La psicoterapia, sin importar sus bases teóricas, no es:
— Una plataforma desde la que le digo a los demás lo bueno, lo sabio, la maravilloso que soy, porque es el espacio en el que el otro, el paciente, tiene el papel principal.
— Un lugar en el que le hago saber al paciente que está muy mal, sólo porque no piensa ni actúa como lo hacemos nosotros.
— Un espacio al que traigo experiencias de mi pasado, anécdotas de mis abuelos o de algún familiar para darle lecciones de vida al paciente. Las experiencias que importan, en el momento de la terapia, son las del paciente, no las del terapeuta.

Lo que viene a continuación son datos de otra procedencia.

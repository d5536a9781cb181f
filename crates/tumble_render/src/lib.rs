//! Tumble Render - render environment
//!
//! Scene description types shared by the sandbox and whatever draws it:
//! colors and metallic-roughness materials, unit primitive geometry, a
//! mesh store with generational handles, a perspective camera with damped
//! orbit controls, and the [`Renderer`] contract.
//!
//! The crate ships a [`HeadlessRenderer`] that walks the scene without a
//! GPU; windowed backends implement the same trait.

pub mod camera;
pub mod color;
pub mod material;
pub mod mesh;
pub mod orbit;
pub mod renderer;
pub mod scene;
pub mod viewport;

pub mod prelude {
    pub use crate::camera::PerspectiveCamera;
    pub use crate::color::{Color, ParseColorError};
    pub use crate::material::{EnvironmentMap, StandardMaterial};
    pub use crate::mesh::{Geometry, Mesh, Transform};
    pub use crate::orbit::OrbitControls;
    pub use crate::renderer::{FrameStats, HeadlessRenderer, RenderError, Renderer};
    pub use crate::scene::{AmbientLight, DirectionalLight, MeshHandle, Scene, ShadowSettings};
    pub use crate::viewport::{Viewport, MAX_PIXEL_RATIO};
    pub use glam::{Mat4, Quat, Vec3};
}

pub use prelude::*;
//! Entity trait: identity + continuity across state changes.

/// Entity marker + minimal interface.
///
/// Ledger records (supply statistics, account balances) are entities: a
/// record keeps its key while its fields change.
pub trait Entity {
    /// Strongly-typed entity identifier (the record's storage key).
    type Id: Clone + Eq + core::hash::Hash + core::fmt::Debug;

    /// Returns the entity identifier.
    fn id(&self) -> Self::Id;
}
//! Strongly-typed identifiers used across the domain.

use core::str::FromStr;
use serde::{Deserialize, Serialize};
use uuid::Uuid;

use crate::error::DomainError;

/// Maximum length of an account name.
pub const MAX_ACCOUNT_NAME_LEN: usize = 12;

/// Identity of an account (holder, issuer, or the contract itself).
///
/// Account names are 1..=12 characters drawn from `a-z`, `1-5` and `.`,
/// and never end with a `.`.
#[derive(Debug, Clone, PartialEq, Eq, Hash, PartialOrd, Ord, Serialize, Deserialize)]
#[serde(try_from = "String", into = "String")]
pub struct AccountName(String);

impl AccountName {
    pub fn new(name: impl Into<String>) -> Result<Self, DomainError> {
        let name = name.into();
        validate_account_name(&name)?;
        Ok(Self(name))
    }

    pub fn as_str(&self) -> &str {
        &self.0
    }
}

fn validate_account_name(name: &str) -> Result<(), DomainError> {
    if name.is_empty() || name.len() > MAX_ACCOUNT_NAME_LEN {
        return Err(DomainError::invalid_id(format!(
            "AccountName: '{name}' must be 1..={MAX_ACCOUNT_NAME_LEN} characters"
        )));
    }
    if let Some(c) = name
        .chars()
        .find(|c| !matches!(c, 'a'..='z' | '1'..='5' | '.'))
    {
        return Err(DomainError::invalid_id(format!(
            "AccountName: '{name}' contains invalid character '{c}'"
        )));
    }
    if name.ends_with('.') {
        return Err(DomainError::invalid_id(format!(
            "AccountName: '{name}' must not end with '.'"
        )));
    }
    Ok(())
}

impl core::fmt::Display for AccountName {
    fn fmt(&self, f: &mut core::fmt::Formatter<'_>) -> core::fmt::Result {
        f.write_str(&self.0)
    }
}

impl FromStr for AccountName {
    type Err = DomainError;

    fn from_str(s: &str) -> Result<Self, Self::Err> {
        Self::new(s)
    }
}

impl TryFrom<String> for AccountName {
    type Error = DomainError;

    fn try_from(value: String) -> Result<Self, Self::Error> {
        Self::new(value)
    }
}

impl From<AccountName> for String {
    fn from(value: AccountName) -> Self {
        value.0
    }
}

/// Identifier of one ledger transaction (one operation invocation).
#[derive(Debug, Copy, Clone, PartialEq, Eq, Hash, Serialize, Deserialize)]
#[serde(transparent)]
pub struct TransactionId(Uuid);

macro_rules! impl_uuid_newtype {
    ($t:ty, $name:literal) => {
        impl $t {
            /// Create a new identifier.
            ///
            /// Uses UUIDv7 (time-ordered).
            pub fn new() -> Self {
                Self(Uuid::now_v7())
            }

            pub fn from_uuid(uuid: Uuid) -> Self {
                Self(uuid)
            }

            pub fn as_uuid(&self) -> &Uuid {
                &self.0
            }
        }

        impl Default for $t {
            fn default() -> Self {
                Self::new()
            }
        }

        impl core::fmt::Display for $t {
            fn fmt(&self, f: &mut core::fmt::Formatter<'_>) -> core::fmt::Result {
                core::fmt::Display::fmt(&self.0, f)
            }
        }

        impl From<Uuid> for $t {
            fn from(value: Uuid) -> Self {
                Self(value)
            }
        }

        impl FromStr for $t {
            type Err = DomainError;

            fn from_str(s: &str) -> Result<Self, Self::Err> {
                let uuid = Uuid::from_str(s)
                    .map_err(|e| DomainError::invalid_id(format!("{}: {}", $name, e)))?;
                Ok(Self(uuid))
            }
        }
    };
}

impl_uuid_newtype!(TransactionId, "TransactionId");

#[cfg(test)]
mod tests {
    use super::*;

    #[test]
    fn account_names_accept_the_name_alphabet() {
        for name in ["alice", "bob.token", "a", "rankblock", "user12345", "abcdefghijkl"] {
            assert!(AccountName::new(name).is_ok(), "{name} should be valid");
        }
    }

    #[test]
    fn account_names_reject_bad_input() {
        for name in ["", "Alice", "user6", "trailing.", "abcdefghijklm", "a b"] {
            assert!(
                matches!(AccountName::new(name), Err(DomainError::InvalidId(_))),
                "{name} should be rejected"
            );
        }
    }

    #[test]
    fn account_name_serde_validates() {
        let ok: AccountName = serde_json::from_str("\"alice\"").unwrap();
        assert_eq!(ok.as_str(), "alice");
        assert!(serde_json::from_str::<AccountName>("\"NOPE\"").is_err());
    }

    #[test]
    fn transaction_id_round_trips_through_text() {
        let id = TransactionId::new();
        let parsed: TransactionId = id.to_string().parse().unwrap();
        assert_eq!(parsed, id);
        assert!("not-a-uuid".parse::<TransactionId>().is_err());
    }
}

— Un lugar en el que puedo tender una red para enamorar a las o los pacientes, encantándoles con verborrea para crear la ilusión de que somos «inteligentes», atractivos. En terapia, se ayuda al paciente a cobrar libertad, a asumir su libertad, no se les encierra en nuestras prisiones para, como consecuencia, hacerlos más infelices.
— Un espacio en el que creo un balance respecto a los complejos que tengo, porque me creo feo, delgado, gordo, imperfecto, insuficiente. Por eso el terapeuta debe hacer terapia a su vez, debe conciliarse con lo que es, debe sanar. No se requiere ser perfectos para ayudar a los demás, pero sí es obligatorio cierto nivel de autoconocimiento que le permita, de vez en cuando, evaluar sus intenciones frente a la indefensión de los pacientes.
— Un lugar en el que le hago saber a los demás que yo sé mucho, y que puedo casi adivinar sus pensamientos y en el que puedo presumir por ello. Si todavía la gente común cree que los psicólogos son hechiceros, adivinos o gurús, es porque muchos terapeutas siguen vendiendo esa idea. Simplemente dejemos en claro que no vemos ni el futuro ni el pasado y que, para ayudar, esas habilidades extrasensoriales no se necesitan.